Bu müjde aslında devlet olmanın vasıflarını çevre ülkelere ve müzakere masasında oturduklarımız devletlere gösterme manasını taşımaktadır. Kıbrıs Türklerine yakışacak bir devlet başkanlık binası ve meclisinin olması geldi de geçiyor.
Eski binası Kıbrıs Türklerine yakışacak bir tarafı yoktu.
Müjde konusu tartışmalı olabilir. Aslında burada bir devletin vurgulanması açısından önemli bir adım. Ayrıca zaten KKTC- Azerbaycan ve Pakistan arasında şuan bir görüşme var. Tanınma konusu olacaktır. Lakin bununda aşamaları tek tek geçiliyor. Bu konu bugün açıklanmamış olsa da alt yapısı hazırlanmaktadır. Dikkat edin kısa dönem içerisinde 3 devlet arasında yapılan ziyaretler hep diplomatik boyutta olup önemli mesajları kapsamaktadır.
Kıbrıs sorununda aslında bugün 2 devletli çözümden geçtiği vurgulandı.
En önemlisi dünyaya KKTC ve Türkiye'nin kardeşliği ilan edildi. Devlet kurumlarının inşa edilmesi bile devletin varlığını göstermek istemektir.
Egemen eşitliğe dayalı 2 devlet ten oluşan, garantörlüklerin varlığının devamının olması çözümün mihenk taşlarıdır.
Metehan bölgesinde inşa edilecek devlet kurumları Rum tarafından da görülecek. O görkemli binalar orada devletin varlığını sembolize edecektir. Nasıl ki beş parmak dağlarının üzerinde ki bayrak Rum tarafından görülüyorsa , burada inşa edilecek devlet kurumları da görülecektir.

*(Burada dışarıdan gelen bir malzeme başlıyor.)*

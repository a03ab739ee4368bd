//! Step domain model

use crate::core::state::StepState;
use std::fmt;

/// The fixed stages a pipeline can contain, in execution order
#[derive(Debug, Clone, Copy, PartialEq, Eq, PartialOrd, Ord, Hash)]
pub enum StepKind {
    Status,
    Submodules,
    Stash,
    Pull,
    Stage,
    Diff,
    Commit,
    Push,
}

impl StepKind {
    /// Human-readable name shown in the overview and step headers
    pub fn display_name(self) -> &'static str {
        match self {
            StepKind::Status => "status check",
            StepKind::Submodules => "update submodules",
            StepKind::Stash => "stash changes",
            StepKind::Pull => "pull from remote",
            StepKind::Stage => "stage changes",
            StepKind::Diff => "show diff",
            StepKind::Commit => "commit changes",
            StepKind::Push => "push to remote",
        }
    }
}

impl fmt::Display for StepKind {
    fn fmt(&self, f: &mut fmt::Formatter<'_>) -> fmt::Result {
        f.write_str(self.display_name())
    }
}

/// How a command must be run
#[derive(Debug, Clone, Copy, PartialEq, Eq)]
pub enum Invocation {
    /// Needs the real terminal (e.g. an editor for the commit message)
    Interactive,
    /// Runs under the progress overlay
    Captured,
}

/// Flags that give `git commit` its message without an editor
const MESSAGE_FLAGS: &[&str] = &["-m", "--message", "-F", "--file", "-C", "--reuse-message", "--no-edit"];

/// Decide whether a command needs the terminal to itself.
///
/// Only `git commit` without a message source opens an editor.
pub fn classify_invocation(command: &[String]) -> Invocation {
    let is_commit = command.len() >= 2 && command[0] == "git" && command[1] == "commit";
    if !is_commit {
        return Invocation::Captured;
    }

    let has_message = command[2..].iter().any(|arg| {
        MESSAGE_FLAGS.iter().any(|flag| {
            arg == flag
                || (flag.starts_with("--") && arg.starts_with(&format!("{}=", flag)))
                || (flag.len() == 2 && !flag.starts_with("--") && arg.starts_with(flag) && arg.len() > 2)
        })
    });

    if has_message {
        Invocation::Captured
    } else {
        Invocation::Interactive
    }
}

/// A single stage of the pipeline, backed by one `git` invocation
#[derive(Debug, Clone)]
pub struct Step {
    pub kind: StepKind,

    /// Fully resolved argument vector, program first
    pub command: Vec<String>,

    /// Decided once when the step is built
    pub invocation: Invocation,

    /// Whether success increments the completed count
    pub counts_toward_completion: bool,

    /// Buffer output for classification instead of streaming it
    pub capture_output: bool,

    /// Show the spinner and per-command progress while running
    pub show_progress: bool,

    pub state: StepState,
}

impl Step {
    /// Build a counted, captured step with progress feedback
    pub fn new(kind: StepKind, command: Vec<String>) -> Self {
        let invocation = classify_invocation(&command);
        Self {
            kind,
            command,
            invocation,
            counts_toward_completion: true,
            capture_output: true,
            show_progress: true,
            state: StepState::Pending,
        }
    }

    pub fn name(&self) -> &'static str {
        self.kind.display_name()
    }

    pub fn is_interactive(&self) -> bool {
        self.invocation == Invocation::Interactive
    }

    /// Exclude the step from the completed count
    pub fn advisory(mut self) -> Self {
        self.counts_toward_completion = false;
        self
    }

    /// Stream output straight to the terminal
    pub fn streamed(mut self) -> Self {
        self.capture_output = false;
        self
    }

    pub fn without_progress(mut self) -> Self {
        self.show_progress = false;
        self
    }

    /// Shell-style rendering of the command for display
    pub fn command_line(&self) -> String {
        command_line(&self.command)
    }
}

/// Join arguments the way a shell user would type them
pub fn command_line(command: &[String]) -> String {
    command
        .iter()
        .map(|arg| quote_arg(arg))
        .collect::<Vec<_>>()
        .join(" ")
}

fn quote_arg(arg: &str) -> String {
    if arg.is_empty() {
        return "\"\"".to_string();
    }
    if arg.chars().any(|c| c.is_whitespace() || c == '"' || c == '\'') {
        format!("\"{}\"", arg.replace('\\', "\\\\").replace('"', "\\\""))
    } else {
        arg.to_string()
    }
}
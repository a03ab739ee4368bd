//! meow - stage, commit and push in one command

pub mod cli;
pub mod core;
pub mod execution;

// Re-export commonly used types
pub use crate::core::{Configuration, ConfigurationError, Pipeline, PipelineState, PipelineStatus, Step, StepKind};
pub use crate::execution::{
    ExecutionError, Interrupt, PipelineOrchestrator, PipelineOutcome, ProcessRunner, Reporter,
    SystemSpawner,
};
//! Scenario-based tests for meow

mod dry_run;
mod interruption;
mod success_chain;
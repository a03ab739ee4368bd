//! Test: Dry Run - commands are listed, nothing is spawned

use crate::helpers::*;
use meow::core::{CommitParams, Configuration, PushTarget};

fn everything() -> Configuration {
    Configuration {
        dry_run: true,
        include_status: true,
        include_submodule_update: true,
        include_stash: true,
        include_pull: true,
        include_diff: true,
        push_target: Some(PushTarget::new("origin", "main")),
        commit: CommitParams {
            message: Some("fix typo".to_string()),
            amend: true,
            no_verify: true,
        },
        ..Default::default()
    }
}

/// A full dry run never spawns a process
#[tokio::test]
async fn test_dry_run_spawns_nothing() {
    let spawner = ScriptedSpawner::new().fail("push", 1, "would fail if it ran");

    let result = run_pipeline(&everything(), spawner).await;

    assert_pipeline_completed(&result);
    assert!(result.calls.is_empty());
    assert_eq!(result.outcome.state.total_steps, 8);
    assert_eq!(result.outcome.state.completed_steps, 7);
}

/// Each command is printed exactly as it would run
#[tokio::test]
async fn test_dry_run_lists_commands() {
    let result = run_pipeline(&everything(), ScriptedSpawner::new()).await;

    assert_eq!(
        result.commands(),
        vec![
            "git status",
            "git submodule update --init --recursive",
            "git stash",
            "git pull",
            "git add .",
            "git diff --staged",
            "git commit --amend --no-verify -m \"fix typo\"",
            "git push origin main",
        ]
    );
    assert!(!result.infos().contains(&"running command:"));
}

/// No spinner or terminal hand-over without a process
#[tokio::test]
async fn test_dry_run_has_no_overlays() {
    let result = run_pipeline(&everything(), ScriptedSpawner::new()).await;

    assert!(!result
        .events
        .iter()
        .any(|e| matches!(e, Event::SpinnerStarted(_) | Event::TerminalReleased)));
}

/// An editor commit is not opened in a dry run
#[tokio::test]
async fn test_dry_run_interactive_commit() {
    let config = Configuration {
        dry_run: true,
        skip_push: true,
        ..Default::default()
    };

    let result = run_pipeline(&config, ScriptedSpawner::new()).await;

    assert_pipeline_completed(&result);
    assert!(result.calls.is_empty());
    assert_eq!(result.commands(), vec!["git add .", "git commit"]);
    assert_eq!(result.outcome.state.completed_steps, 2);
}
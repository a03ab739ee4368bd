//! Execution state models

use chrono::{DateTime, Utc};

/// Overall pipeline status
#[derive(Debug, Clone, Copy, PartialEq, Eq)]
pub enum PipelineStatus {
    /// Pipeline has not started
    Pending,
    /// A step is in flight
    Running,
    /// Every included step was attempted
    Completed,
    /// A step failed and continue-on-error was off
    Aborted { exit_code: i32 },
    /// The user cancelled the run
    Interrupted,
}

impl PipelineStatus {
    pub fn is_terminal(&self) -> bool {
        matches!(
            self,
            PipelineStatus::Completed | PipelineStatus::Aborted { .. } | PipelineStatus::Interrupted
        )
    }
}

/// State of a single step
#[derive(Debug, Clone, PartialEq, Eq)]
pub enum StepState {
    /// Not reached yet
    Pending,
    /// Command is running
    Running,
    /// Command exited successfully (or was skipped by a dry run)
    Completed,
    /// Command failed
    Failed { exit_code: i32 },
    /// Cancelled while running
    Interrupted,
}

impl StepState {
    /// Check if step is in a terminal state
    pub fn is_terminal(&self) -> bool {
        !matches!(self, StepState::Pending | StepState::Running)
    }
}

/// Progress bookkeeping for one run.
///
/// Only the orchestrator mutates this.
#[derive(Debug, Clone)]
pub struct PipelineState {
    pub status: PipelineStatus,

    /// Number of included steps, advisory ones too
    pub total_steps: usize,

    /// Steps that succeeded and count toward completion
    pub completed_steps: usize,

    /// Steps that failed but were skipped past
    pub failed_steps: usize,

    /// Index of the step in flight, if any
    pub current_step: Option<usize>,

    pub started_at: Option<DateTime<Utc>>,
    pub finished_at: Option<DateTime<Utc>>,
}

impl PipelineState {
    pub fn new(total_steps: usize) -> Self {
        Self {
            status: PipelineStatus::Pending,
            total_steps,
            completed_steps: 0,
            failed_steps: 0,
            current_step: None,
            started_at: None,
            finished_at: None,
        }
    }

    /// Enter step `index`
    pub fn begin_step(&mut self, index: usize) {
        if self.started_at.is_none() {
            self.started_at = Some(Utc::now());
        }
        self.status = PipelineStatus::Running;
        self.current_step = Some(index);
    }

    /// Count a successful step
    pub fn record_success(&mut self, counts_toward_completion: bool) {
        if counts_toward_completion && self.completed_steps < self.total_steps {
            self.completed_steps += 1;
        }
        self.current_step = None;
    }

    /// Count a failed step the run continues past
    pub fn record_skipped_failure(&mut self) {
        self.failed_steps += 1;
        self.current_step = None;
    }

    pub fn complete(&mut self) {
        self.finish(PipelineStatus::Completed);
        self.current_step = None;
    }

    pub fn abort(&mut self, exit_code: i32) {
        self.finish(PipelineStatus::Aborted { exit_code });
    }

    pub fn interrupt(&mut self) {
        self.finish(PipelineStatus::Interrupted);
    }

    fn finish(&mut self, status: PipelineStatus) {
        self.status = status;
        self.finished_at = Some(Utc::now());
    }

    /// Wall-clock time between the first step and the end of the run
    pub fn elapsed(&self) -> Option<chrono::Duration> {
        match (self.started_at, self.finished_at) {
            (Some(start), Some(end)) => Some(end.signed_duration_since(start)),
            _ => None,
        }
    }
}
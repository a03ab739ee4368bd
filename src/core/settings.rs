//! Optional per-repository defaults from YAML
//!
//! ```yaml
//! pull: true
//! status: true
//! remote: upstream
//! ```

use serde::{Deserialize, Serialize};
use std::path::Path;
use thiserror::Error;

/// File looked up in the working directory when `--config` is not given
pub const DEFAULT_SETTINGS_FILE: &str = ".meow.yaml";

#[derive(Debug, Error)]
pub enum SettingsError {
    #[error("failed to read {path}: {source}")]
    Read {
        path: String,
        source: std::io::Error,
    },

    #[error("invalid settings in {path}: {source}")]
    Parse {
        path: String,
        source: serde_yaml::Error,
    },
}

/// Defaults that command-line flags build on
#[derive(Debug, Clone, Default, PartialEq, Eq, Serialize, Deserialize)]
#[serde(default, deny_unknown_fields)]
pub struct Settings {
    pub continue_on_error: bool,
    pub status: bool,
    pub update_submodules: bool,
    pub stash: bool,
    pub pull: bool,
    pub no_rebase: bool,
    pub diff: bool,
    pub no_push: bool,
    pub verbose: bool,
    pub quiet: bool,
    pub remote: Option<String>,
    pub branch: Option<String>,
}

impl Settings {
    /// Parse settings from YAML text
    pub fn from_yaml(yaml: &str) -> Result<Self, serde_yaml::Error> {
        if yaml.trim().is_empty() {
            return Ok(Self::default());
        }
        serde_yaml::from_str(yaml)
    }

    /// Load settings from a file that must exist
    pub fn from_file(path: &Path) -> Result<Self, SettingsError> {
        let display = path.display().to_string();
        let content = std::fs::read_to_string(path).map_err(|source| SettingsError::Read {
            path: display.clone(),
            source,
        })?;
        Self::from_yaml(&content).map_err(|source| SettingsError::Parse {
            path: display,
            source,
        })
    }

    /// Load an explicit file, or the default file if it is present
    pub fn discover(explicit: Option<&Path>, cwd: &Path) -> Result<Self, SettingsError> {
        if let Some(path) = explicit {
            return Self::from_file(path);
        }

        let default_path = cwd.join(DEFAULT_SETTINGS_FILE);
        if default_path.is_file() {
            Self::from_file(&default_path)
        } else {
            Ok(Self::default())
        }
    }
}
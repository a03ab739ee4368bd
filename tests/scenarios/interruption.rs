//! Test: Interruption - Ctrl-C stops the run

use crate::helpers::*;
use meow::core::{Configuration, PipelineStatus, StepKind, StepState};
use meow::execution::Interrupt;
use std::time::Duration;

/// Interrupting a hung command ends the run with 130
#[tokio::test]
async fn test_interrupt_running_step() {
    let config = Configuration {
        include_stash: true,
        include_pull: true,
        ..committing("fix")
    };
    let spawner = ScriptedSpawner::new().hang("pull");
    let (trigger, interrupt) = Interrupt::manual();

    let run = run_pipeline_with(&config, spawner, interrupt, None);
    let interrupt_later = async {
        tokio::time::sleep(Duration::from_millis(20)).await;
        trigger.trigger();
    };
    let (result, ()) = tokio::time::timeout(Duration::from_secs(5), async {
        tokio::join!(run, interrupt_later)
    })
    .await
    .expect("pipeline should stop after the interrupt");

    assert_eq!(result.outcome.exit_code, 130);
    assert_eq!(result.outcome.state.status, PipelineStatus::Interrupted);
    assert_spawned(&result, &["stash", "pull"]);
    assert_eq!(result.step_state(StepKind::Pull), Some(&StepState::Interrupted));
    assert_eq!(result.step_state(StepKind::Stage), Some(&StepState::Pending));
    assert_eq!(result.outcome.state.completed_steps, 1);
    assert!(result.errors().contains(&"operation cancelled by user"));
    // once when started, once in the cancellation report
    assert_eq!(
        result.commands().iter().filter(|c| **c == "$ git pull").count(),
        2
    );
    assert_eq!(result.commands().last(), Some(&"$ git pull"));
    assert_eq!(
        result.events.last(),
        Some(&Event::PipelineFinished(PipelineStatus::Interrupted))
    );
}

/// The spinner is cleaned up when a step is interrupted
#[tokio::test]
async fn test_interrupt_stops_spinner() {
    let spawner = ScriptedSpawner::new().hang("add");
    let (trigger, interrupt) = Interrupt::manual();

    let config = committing("fix");
    let run = run_pipeline_with(&config, spawner, interrupt, None);
    let interrupt_later = async {
        tokio::time::sleep(Duration::from_millis(20)).await;
        trigger.trigger();
    };
    let (result, ()) = tokio::join!(run, interrupt_later);

    assert_eq!(result.outcome.exit_code, 130);
    assert_eq!(result.count(&Event::SpinnerStopped), 1);
}

/// An interactive command gets the terminal back when interrupted
#[tokio::test]
async fn test_interrupt_interactive_commit() {
    let config = Configuration {
        skip_push: true,
        ..Default::default()
    };
    let spawner = ScriptedSpawner::new().hang("commit");
    let (trigger, interrupt) = Interrupt::manual();

    let run = run_pipeline_with(&config, spawner, interrupt, None);
    let interrupt_later = async {
        tokio::time::sleep(Duration::from_millis(20)).await;
        trigger.trigger();
    };
    let (result, ()) = tokio::join!(run, interrupt_later);

    assert_eq!(result.outcome.exit_code, 130);
    assert_eq!(result.count(&Event::TerminalReleased), 1);
    assert_eq!(result.count(&Event::TerminalRestored), 1);
}

/// An interrupt before the first step spawns nothing
#[tokio::test]
async fn test_interrupt_before_start() {
    let (trigger, interrupt) = Interrupt::manual();
    trigger.trigger();

    let result = run_pipeline_with(&committing("fix"), ScriptedSpawner::new(), interrupt, None).await;

    assert_eq!(result.outcome.exit_code, 130);
    assert!(result.calls.is_empty());
    assert!(result
        .pipeline
        .steps
        .iter()
        .all(|s| s.state == StepState::Pending));
}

Bundan sonra 2 devletli tezlerle Türk tarafı ilerleyecek. Çözüm de bu yoldan geçecektir. Çözüm için yıllardır müzakere masasında didinen çırpınan taraf her daim Türk tarafı olmuştur. Lakin alınan yol bir arpa kadar değildir. O yüzden yeni tez adada barışı tesis edecektir. Federasyona her daim sırtını dönen bugün ki Türk tarafının tezlerini sonrasında Rum tarafının şaşkınlığı ve AB den gelen açıklamalar tekrardan federasyon tezi üzerinden devam etmemiz konusundadır. Lakin 50 yıl bu yollarda heba edilmiştir.
Uluslar arası kamuoyunda bugün Kıbrıs türkünün varlığının tartışıldığı bir dönemden geçiyoruz. Bugün de tanınma konusunda adımlar atılmaktadır. Bugün de onun en büyük adımı atılmıştır.
Bugün sadece bir binanın inşasını konuşmuyoruz. Bugün kararlılık göstergesi, tüm dünyaya ilan edilmiştir.